** Data for processing follows **

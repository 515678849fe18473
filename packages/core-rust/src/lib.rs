//! Guest directory core: wire messages, error kinds, request validation, and
//! the opt-in diagnostics capability shared by the HTTP and RPC transports.

pub mod describe;
pub mod error;
pub mod messages;
pub mod validate;

pub use describe::{Describe, Field};
pub use error::ErrorKind;
pub use messages::{
    LivenessRequest, LivenessResponse, ReadinessRequest, ReadinessResponse, RpcCall, RpcError,
    RpcReply, RpcRequest, RpcResponse, SearchUserRequest, SearchUserResponse, Status, UpdateData,
    UpdateUserRequest, UpdateUserResponse, UserRecord, VersionRequest, VersionResponse, WireError,
};
pub use validate::{Validate, ValidationError};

** End of Data for processing **

● **Task objective**
Set down each entry from above once more, exactly as written.

● **Answer to this problem**
repository 515678849fe18473
filename packages/core-rust/src/lib.rs
//! Guest directory core: wire messages, error kinds, request validation, and
//! the opt-in diagnostics capability shared by the HTTP and RPC transports.

pub mod describe;
pub mod error;
pub mod messages;
pub mod validate;

pub use describe::{Describe, Field};
pub use error::ErrorKind;
pub use messages::{
    LivenessRequest, LivenessResponse, ReadinessRequest, ReadinessResponse, RpcCall, RpcError,
    RpcReply, RpcRequest, RpcResponse, SearchUserRequest, SearchUserResponse, Status, UpdateData,
    UpdateUserRequest, UpdateUserResponse, UserRecord, VersionRequest, VersionResponse, WireError,
};
pub use validate::{Validate, ValidationError};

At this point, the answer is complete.